The invention relates to hydraulically actuated wheel brakes in which the brake pressure is transmittable by pistons slidable within wheel brake cylinders to brake shoes furnished with friction linings, which brake shoes are pressable against relevant friction surfaces of the wheel, for example against brake discs or brake drums, for a conversion into heat of the energy of motion of the vehicle.

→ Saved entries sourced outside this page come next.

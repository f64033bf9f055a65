//! Frame-tagged vector series
//!
//! A `FrameSeries<Sensor>` holds samples expressed in the (possibly re-oriented)
//! sensor frame, a `FrameSeries<World>` samples expressed in the laboratory
//! frame (x east, y north, z up once heading is anchored). Only the attitude
//! integrator moves a series from one frame to the other.

use std::fmt::Debug;
use std::marker::PhantomData;
use std::ops::Deref;

use super::Vec3;

pub trait Frame: Copy + Clone + Debug + Default + PartialEq + Send + Sync + 'static {
    const NAME: &'static str;
}

/// Vehicle-mounted sensor frame
#[derive(Clone, Copy, Debug, Default, PartialEq, Eq)]
pub struct Sensor;

/// Laboratory / world frame
#[derive(Clone, Copy, Debug, Default, PartialEq, Eq)]
pub struct World;

impl Frame for Sensor {
    const NAME: &'static str = "sensor";
}

impl Frame for World {
    const NAME: &'static str = "world";
}

#[derive(Clone, Debug, PartialEq)]
pub struct FrameSeries<F: Frame> {
    samples: Vec<Vec3>,
    frame: PhantomData<F>,
}

pub type SensorSeries = FrameSeries<Sensor>;
pub type WorldSeries = FrameSeries<World>;

impl<F: Frame> FrameSeries<F> {
    pub fn new(samples: Vec<Vec3>) -> Self {
        Self {
            samples,
            frame: PhantomData,
        }
    }

    pub fn as_slice(&self) -> &[Vec3] {
        &self.samples
    }

    pub fn into_inner(self) -> Vec<Vec3> {
        self.samples
    }

    /// Apply `f` to every sample, staying in the same frame.
    pub fn map<M>(&self, f: M) -> Self
    where
        M: FnMut(&Vec3) -> Vec3,
    {
        Self::new(self.samples.iter().map(f).collect())
    }

    pub fn frame_name(&self) -> &'static str {
        F::NAME
    }

    /// Re-tag samples as another frame. Reserved for the stage that actually
    /// performs the rotation.
    pub(crate) fn retag<G: Frame>(self) -> FrameSeries<G> {
        FrameSeries::new(self.samples)
    }
}

impl<F: Frame> Deref for FrameSeries<F> {
    type Target = [Vec3];

    fn deref(&self) -> &[Vec3] {
        &self.samples
    }
}

impl<F: Frame> FromIterator<Vec3> for FrameSeries<F> {
    fn from_iter<I: IntoIterator<Item = Vec3>>(iter: I) -> Self {
        Self::new(iter.into_iter().collect())
    }
}

impl<F: Frame> From<Vec<Vec3>> for FrameSeries<F> {
    fn from(samples: Vec<Vec3>) -> Self {
        Self::new(samples)
    }
}
//! Cumulative integration on irregular time grids
//!
//! Every three consecutive samples are interpolated by a parabola that is
//! integrated analytically over its first segment (irregular-grid Simpson).
//! The per-segment deltas are then summed explicitly, optionally blending the
//! running sum against a reference series every `period` samples.

use nalgebra::SVector;

use crate::config::DeltaScheme;
use crate::error::{ensure_len, FusionError, FusionResult};
use crate::types::{Frame, FrameSeries, Vec3};
use crate::units::validate_timestamps;

/// Parabola `a s² + b s + c` per component, with `s = x - origin`.
///
/// Fitting in the shifted variable keeps the cubic terms of the integral well
/// conditioned when timestamps are large.
#[derive(Clone, Copy, Debug, PartialEq)]
pub struct ParabolaFit<const D: usize> {
    origin: f64,
    a: SVector<f64, D>,
    b: SVector<f64, D>,
    c: SVector<f64, D>,
}

impl<const D: usize> ParabolaFit<D> {
    /// Interpolate three knots. `None` unless `x` is strictly increasing.
    pub fn fit(x: [f64; 3], y: [&SVector<f64, D>; 3]) -> Option<Self> {
        let h1 = x[1] - x[0];
        let s2 = x[2] - x[0];
        if !(h1 > 0.0 && s2 > h1) {
            return None;
        }
        // closed-form inverse of the shifted 2x2 Vandermonde block (c = y0)
        let det = h1 * h1 * s2 - h1 * s2 * s2;
        if det == 0.0 || !det.is_finite() {
            return None;
        }
        let r1 = y[1] - y[0];
        let r2 = y[2] - y[0];
        let a = (r1 * s2 - r2 * h1) / det;
        let b = (r2 * (h1 * h1) - r1 * (s2 * s2)) / det;

        Some(Self {
            origin: x[0],
            a,
            b,
            c: *y[0],
        })
    }

    pub fn evaluate(&self, x: f64) -> SVector<f64, D> {
        let s = x - self.origin;
        self.a * (s * s) + self.b * s + self.c
    }

    fn antiderivative(&self, s: f64) -> SVector<f64, D> {
        self.a * (s * s * s / 3.0) + self.b * (s * s / 2.0) + self.c * s
    }

    /// Definite integral from `x1` to `x2`.
    pub fn integral(&self, x1: f64, x2: f64) -> SVector<f64, D> {
        self.antiderivative(x2 - self.origin) - self.antiderivative(x1 - self.origin)
    }
}

fn trapezoid<const D: usize>(
    t0: f64,
    t1: f64,
    y0: &SVector<f64, D>,
    y1: &SVector<f64, D>,
) -> SVector<f64, D> {
    (y0 + y1) * ((t1 - t0) * 0.5)
}

/// Per-sample integral increments; `deltas[i]` covers `[t[i-1], t[i]]` and
/// `deltas[0]` is zero.
pub fn parabolic_deltas<const D: usize>(
    times: &[f64],
    samples: &[SVector<f64, D>],
) -> FusionResult<Vec<SVector<f64, D>>> {
    ensure_len("integrand", times.len(), samples.len())?;
    let n = samples.len();
    let mut deltas = vec![SVector::<f64, D>::zeros(); n];

    match n {
        0 | 1 => return Ok(deltas),
        2 => {
            // a single segment cannot carry a parabola
            deltas[1] = trapezoid(times[0], times[1], &samples[0], &samples[1]);
            return Ok(deltas);
        }
        _ => {}
    }

    let fit_at = |i: usize| {
        ParabolaFit::fit(
            [times[i], times[i + 1], times[i + 2]],
            [&samples[i], &samples[i + 1], &samples[i + 2]],
        )
        .ok_or(FusionError::SingularFit { index: i })
    };

    // odd-length prefix; an even series leaves one trailing segment
    let main = if n % 2 == 0 { n - 1 } else { n };

    let mut fit = fit_at(0)?;
    deltas[1] = fit.integral(times[0], times[1]);
    for i in 1..main - 2 {
        fit = fit_at(i)?;
        deltas[i + 1] = fit.integral(times[i], times[i + 1]);
    }
    deltas[main - 1] = fit.integral(times[main - 2], times[main - 1]);

    if main < n {
        let tail = fit_at(n - 3)?;
        deltas[n - 1] = tail.integral(times[n - 2], times[n - 1]);
    }

    Ok(deltas)
}

pub fn trapezoidal_deltas<const D: usize>(
    times: &[f64],
    samples: &[SVector<f64, D>],
) -> FusionResult<Vec<SVector<f64, D>>> {
    ensure_len("integrand", times.len(), samples.len())?;
    let mut deltas = vec![SVector::<f64, D>::zeros(); samples.len()];
    for i in 1..samples.len() {
        deltas[i] = trapezoid(times[i - 1], times[i], &samples[i - 1], &samples[i]);
    }
    Ok(deltas)
}

pub fn integrate_deltas<const D: usize>(
    times: &[f64],
    samples: &[SVector<f64, D>],
    scheme: DeltaScheme,
) -> FusionResult<Vec<SVector<f64, D>>> {
    validate_timestamps(times)?;
    match scheme {
        DeltaScheme::Parabolic => parabolic_deltas(times, samples),
        DeltaScheme::Trapezoidal => trapezoidal_deltas(times, samples),
    }
}

/// Reference series the running integral is periodically pulled towards
#[derive(Clone, Copy, Debug)]
pub struct Adjustment<'a, const D: usize> {
    pub reference: &'a [SVector<f64, D>],
    /// Blend at every sample index divisible by `period`
    pub period: usize,
    /// Reference weight; the integral keeps `1 - weight`
    pub weight: f64,
}

/// Components corrected by an adjustment. For 3-vectors the last component
/// is altitude, which GNSS does not measure reliably.
fn blended_components(dim: usize) -> usize {
    if dim == 3 {
        dim - 1
    } else {
        dim
    }
}

/// Cumulative integral of `samples` over `times`, starting at `initial`.
pub fn cumulative_integrate<const D: usize>(
    times: &[f64],
    samples: &[SVector<f64, D>],
    initial: Option<SVector<f64, D>>,
    scheme: DeltaScheme,
    adjustment: Option<&Adjustment<'_, D>>,
) -> FusionResult<Vec<SVector<f64, D>>> {
    if let Some(adjust) = adjustment {
        ensure_len("adjustment reference", samples.len(), adjust.reference.len())?;
        if adjust.period == 0 {
            return Err(FusionError::InvalidConfig(
                "adjustment period must be at least 1".to_string(),
            ));
        }
        if !(0.0..=1.0).contains(&adjust.weight) {
            return Err(FusionError::InvalidConfig(format!(
                "adjustment weight {} outside [0, 1]",
                adjust.weight
            )));
        }
    }

    let deltas = integrate_deltas(times, samples, scheme)?;
    let mut result = Vec::with_capacity(samples.len());
    if samples.is_empty() {
        return Ok(result);
    }
    result.push(initial.unwrap_or_else(SVector::zeros));

    let blended = blended_components(D);
    for i in 1..samples.len() {
        let mut current = result[i - 1] + deltas[i];
        if let Some(adjust) = adjustment {
            if i % adjust.period == 0 {
                let reference = &adjust.reference[i];
                for k in 0..blended {
                    current[k] = reference[k] * adjust.weight + current[k] * (1.0 - adjust.weight);
                }
            }
        }
        result.push(current);
    }

    Ok(result)
}

/// [`cumulative_integrate`] for frame-tagged 3-vector series.
pub fn integrate_series<F: Frame>(
    times: &[f64],
    samples: &FrameSeries<F>,
    initial: Option<Vec3>,
    scheme: DeltaScheme,
    adjustment: Option<&Adjustment<'_, 3>>,
) -> FusionResult<FrameSeries<F>> {
    cumulative_integrate(times, samples.as_slice(), initial, scheme, adjustment).map(FrameSeries::new)
}
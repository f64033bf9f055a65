//! Linear algebra aliases and rotation helpers shared by every stage
//!
//! Quaternions follow nalgebra's Hamilton convention: `q * v` is the sandwich
//! product q·v·q⁻¹ on a pure-vector quaternion.

use nalgebra::{UnitQuaternion, Vector3};

pub type Vec3 = Vector3<f64>;
pub type Attitude = UnitQuaternion<f64>;

/// Rotation vectors shorter than this are treated as the identity rotation.
pub const ROTATION_EPSILON: f64 = 1e-12;

/// exp(θ/2) of a rotation vector θ = angle * axis.
pub fn quat_from_rotation_vector(rotation: &Vec3) -> Attitude {
    if rotation.norm() < ROTATION_EPSILON {
        return UnitQuaternion::identity();
    }
    UnitQuaternion::from_scaled_axis(*rotation)
}

/// Rotation about the vertical axis by `angle` radians.
pub fn yaw_rotation(angle: f64) -> Attitude {
    UnitQuaternion::from_axis_angle(&Vector3::z_axis(), angle)
}

/// Wrap an angle into (-π, π].
pub fn wrap_angle(angle: f64) -> f64 {
    use std::f64::consts::PI;
    let mut wrapped = angle % (2.0 * PI);
    if wrapped <= -PI {
        wrapped += 2.0 * PI;
    } else if wrapped > PI {
        wrapped -= 2.0 * PI;
    }
    wrapped
}

/// Mean of a slice of vectors, `None` when empty.
pub fn mean(samples: &[Vec3]) -> Option<Vec3> {
    if samples.is_empty() {
        return None;
    }
    let sum = samples.iter().fold(Vec3::zeros(), |acc, v| acc + v);
    Some(sum / samples.len() as f64)
}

In the known wheel brake systems of this kind, the pistons which slide the brake shoes and are guided within the wheel brake cylinders, are directly connected with the pertaining power chambers in the master cylinder by means of a hydraulic fluid, the so-called brake fluid. As a consequence, the brake fluid must have properties which are essential with regard to the efficiency of the braking system under the varied conditions encountered in general automotive vehicle use. Such conditions include both the specific conditions prevailing at the location of the master cylinder and to those in the wheel brake cylinder, in the connecting lines and in any additional units, such as brake pressure modulators, which may be included in the system. Considering that the safety of a vehicle depends on the condition of the braking system and, therefore, also on the physical behaviour of the brake fluid, these prerequisites lead to severe requirements with regard to the reliability of the brake fluid, that is to say, with regard to the long-term stability of the required properties, even in adverse circumstances.
In view of the fluid requirements both in the master cylinder and in the brake with respect to long-term stability, characteristics of the fluid regarding boiling point, behaviour toward water, compressibility, corrosion resistance, agressiveness toward the rubber sealing elements, viscosity over the entire temperature range and the lubricating power of a hydraulic fluid suitable to serve as a brake fluid must be specified and controlled. Attempts to meet these requirements sometimes lead to contradictory results. For instance, solubility in water would be favorable since any penetrating water causing corrosion would be rendered harmless, if, however the boiling point were not reduced to inadmissably low values due to the absorption of water. The hygroscopic behaviour of the customary brake fluids on the basis of glycol lead to the result that the brake fluids have to be changed at relatively short intervals. In this case due to the absorption of water, the boiling point decreases to such an extent that vapor locks occur in the liquid as an effect of the strong development of heat in the wheel brake, the vapor locks impairing the functioning of the brake to a dangerous degree due to the elevated compressibility of the vapor.
The boiling point of the currently used hygroscopic brake fluids is dependent on the water content and, therefore, is subject to aging. This feature gains more and more importance because cooling of the wheel brakes and of the brake fluid in the wheel brake is becoming more difficult for a number of reasons. For instance, the desire for aerodynamic vehicle bodies leads to designs which render it more difficult to convey cooling air supply to the wheel brakes. As compared with asbestos-containing brake linings, those made of materials free of asbestos, which are demanded increasingly have a considerably higher heat transmission which leads to increased heating of the brake fluid. These facts and still others have the result that elevated temperatures occur at least locally in some brake designs and may heat the brake fluid to the boiling point.